Exercise details:
Copy each line from the records below in which the word "Structured" is found.

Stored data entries
····················

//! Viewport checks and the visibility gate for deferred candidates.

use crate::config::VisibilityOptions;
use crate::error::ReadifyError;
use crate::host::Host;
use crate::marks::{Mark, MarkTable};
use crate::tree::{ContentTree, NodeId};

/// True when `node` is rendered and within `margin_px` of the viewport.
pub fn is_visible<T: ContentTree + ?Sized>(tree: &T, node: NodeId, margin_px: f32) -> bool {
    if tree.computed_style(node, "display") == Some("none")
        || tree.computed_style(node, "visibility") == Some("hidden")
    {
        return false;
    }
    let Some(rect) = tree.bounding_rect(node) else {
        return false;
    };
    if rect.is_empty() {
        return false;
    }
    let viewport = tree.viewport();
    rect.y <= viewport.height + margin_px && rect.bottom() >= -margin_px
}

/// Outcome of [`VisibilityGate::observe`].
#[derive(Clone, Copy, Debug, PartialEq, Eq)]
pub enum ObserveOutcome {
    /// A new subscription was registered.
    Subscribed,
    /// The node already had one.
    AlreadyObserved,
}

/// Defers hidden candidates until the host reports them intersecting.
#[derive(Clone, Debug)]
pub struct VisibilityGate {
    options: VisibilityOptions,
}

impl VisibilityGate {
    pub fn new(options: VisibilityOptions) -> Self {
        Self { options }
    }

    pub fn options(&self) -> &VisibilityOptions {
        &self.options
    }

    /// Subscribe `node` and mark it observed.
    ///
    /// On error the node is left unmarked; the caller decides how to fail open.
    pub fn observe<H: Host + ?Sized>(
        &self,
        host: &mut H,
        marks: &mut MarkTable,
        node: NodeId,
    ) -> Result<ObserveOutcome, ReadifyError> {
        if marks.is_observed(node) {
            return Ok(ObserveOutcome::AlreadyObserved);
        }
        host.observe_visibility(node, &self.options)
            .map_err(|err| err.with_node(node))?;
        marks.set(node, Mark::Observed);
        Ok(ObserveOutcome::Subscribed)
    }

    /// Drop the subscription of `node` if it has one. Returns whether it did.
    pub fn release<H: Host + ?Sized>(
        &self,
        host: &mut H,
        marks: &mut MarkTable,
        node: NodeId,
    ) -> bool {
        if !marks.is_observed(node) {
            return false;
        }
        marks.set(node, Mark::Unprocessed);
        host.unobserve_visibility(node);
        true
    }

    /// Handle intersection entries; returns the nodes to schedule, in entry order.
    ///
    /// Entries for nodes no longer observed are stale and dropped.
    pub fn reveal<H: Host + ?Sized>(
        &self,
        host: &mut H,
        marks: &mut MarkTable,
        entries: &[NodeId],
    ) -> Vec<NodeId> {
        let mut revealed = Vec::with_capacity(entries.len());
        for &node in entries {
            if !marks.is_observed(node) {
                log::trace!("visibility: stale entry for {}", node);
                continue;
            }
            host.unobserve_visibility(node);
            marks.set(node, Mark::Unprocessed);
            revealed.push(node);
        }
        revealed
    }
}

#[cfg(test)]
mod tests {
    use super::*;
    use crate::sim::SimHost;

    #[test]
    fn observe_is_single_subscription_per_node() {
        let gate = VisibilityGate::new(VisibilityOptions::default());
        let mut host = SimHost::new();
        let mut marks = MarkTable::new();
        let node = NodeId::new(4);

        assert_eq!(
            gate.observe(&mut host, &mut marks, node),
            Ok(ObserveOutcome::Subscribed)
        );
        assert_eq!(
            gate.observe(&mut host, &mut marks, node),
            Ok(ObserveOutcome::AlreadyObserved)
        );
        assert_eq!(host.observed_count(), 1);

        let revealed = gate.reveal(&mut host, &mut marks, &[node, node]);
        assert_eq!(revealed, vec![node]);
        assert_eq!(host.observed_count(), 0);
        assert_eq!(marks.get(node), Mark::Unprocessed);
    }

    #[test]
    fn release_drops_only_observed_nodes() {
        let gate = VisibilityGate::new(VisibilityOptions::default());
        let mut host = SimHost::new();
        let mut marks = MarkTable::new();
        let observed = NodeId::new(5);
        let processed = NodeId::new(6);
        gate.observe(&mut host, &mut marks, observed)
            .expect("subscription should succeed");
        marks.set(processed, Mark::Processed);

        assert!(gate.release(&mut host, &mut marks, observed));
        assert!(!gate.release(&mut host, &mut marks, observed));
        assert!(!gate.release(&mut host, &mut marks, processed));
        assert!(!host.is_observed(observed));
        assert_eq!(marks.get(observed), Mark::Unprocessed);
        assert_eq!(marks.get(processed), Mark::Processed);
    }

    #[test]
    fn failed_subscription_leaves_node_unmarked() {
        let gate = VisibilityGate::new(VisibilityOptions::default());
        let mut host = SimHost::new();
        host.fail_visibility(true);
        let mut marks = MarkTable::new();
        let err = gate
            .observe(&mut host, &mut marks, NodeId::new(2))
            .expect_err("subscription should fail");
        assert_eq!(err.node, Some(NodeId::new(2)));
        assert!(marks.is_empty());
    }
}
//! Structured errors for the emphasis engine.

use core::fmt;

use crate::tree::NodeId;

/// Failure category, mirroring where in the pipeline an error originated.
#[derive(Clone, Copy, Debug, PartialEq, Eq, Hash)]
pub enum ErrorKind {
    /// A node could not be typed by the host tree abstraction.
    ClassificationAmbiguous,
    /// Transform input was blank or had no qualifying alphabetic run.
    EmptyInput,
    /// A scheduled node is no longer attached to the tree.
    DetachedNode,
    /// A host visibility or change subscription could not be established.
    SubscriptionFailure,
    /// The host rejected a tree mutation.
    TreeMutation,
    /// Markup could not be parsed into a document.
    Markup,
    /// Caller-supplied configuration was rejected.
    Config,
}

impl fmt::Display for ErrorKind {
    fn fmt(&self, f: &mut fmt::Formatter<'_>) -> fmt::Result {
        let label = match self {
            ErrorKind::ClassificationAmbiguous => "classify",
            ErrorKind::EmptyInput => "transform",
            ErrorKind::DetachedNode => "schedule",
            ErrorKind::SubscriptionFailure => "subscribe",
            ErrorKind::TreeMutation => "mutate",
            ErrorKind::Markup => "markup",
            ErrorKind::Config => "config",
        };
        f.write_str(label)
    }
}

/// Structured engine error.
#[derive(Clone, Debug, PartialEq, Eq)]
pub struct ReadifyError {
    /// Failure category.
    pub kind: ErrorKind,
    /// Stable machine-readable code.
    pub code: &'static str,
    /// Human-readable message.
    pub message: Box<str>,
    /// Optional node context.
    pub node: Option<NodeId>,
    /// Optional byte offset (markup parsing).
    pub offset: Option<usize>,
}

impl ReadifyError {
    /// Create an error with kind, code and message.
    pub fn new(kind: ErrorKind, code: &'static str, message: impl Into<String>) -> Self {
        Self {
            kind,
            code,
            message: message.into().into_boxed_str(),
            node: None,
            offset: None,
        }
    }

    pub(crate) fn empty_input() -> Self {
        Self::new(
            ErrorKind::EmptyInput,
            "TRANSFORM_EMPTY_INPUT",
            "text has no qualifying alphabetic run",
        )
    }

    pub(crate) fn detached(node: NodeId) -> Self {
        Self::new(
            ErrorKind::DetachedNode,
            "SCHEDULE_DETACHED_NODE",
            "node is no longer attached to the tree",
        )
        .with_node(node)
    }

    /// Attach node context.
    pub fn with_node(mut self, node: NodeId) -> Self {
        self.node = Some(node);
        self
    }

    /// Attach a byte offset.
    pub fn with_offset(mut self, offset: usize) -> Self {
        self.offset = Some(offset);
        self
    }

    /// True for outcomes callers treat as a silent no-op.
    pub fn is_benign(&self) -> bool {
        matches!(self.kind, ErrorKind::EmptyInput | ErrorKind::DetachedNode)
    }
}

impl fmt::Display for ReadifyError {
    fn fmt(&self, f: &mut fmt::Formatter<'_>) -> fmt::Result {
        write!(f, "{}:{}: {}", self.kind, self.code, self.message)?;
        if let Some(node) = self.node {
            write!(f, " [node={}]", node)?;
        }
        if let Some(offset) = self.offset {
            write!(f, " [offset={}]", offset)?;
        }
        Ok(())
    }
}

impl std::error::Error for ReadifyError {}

····················

Response for this exercise:
//! Structured errors for the emphasis engine.
/// Structured engine error.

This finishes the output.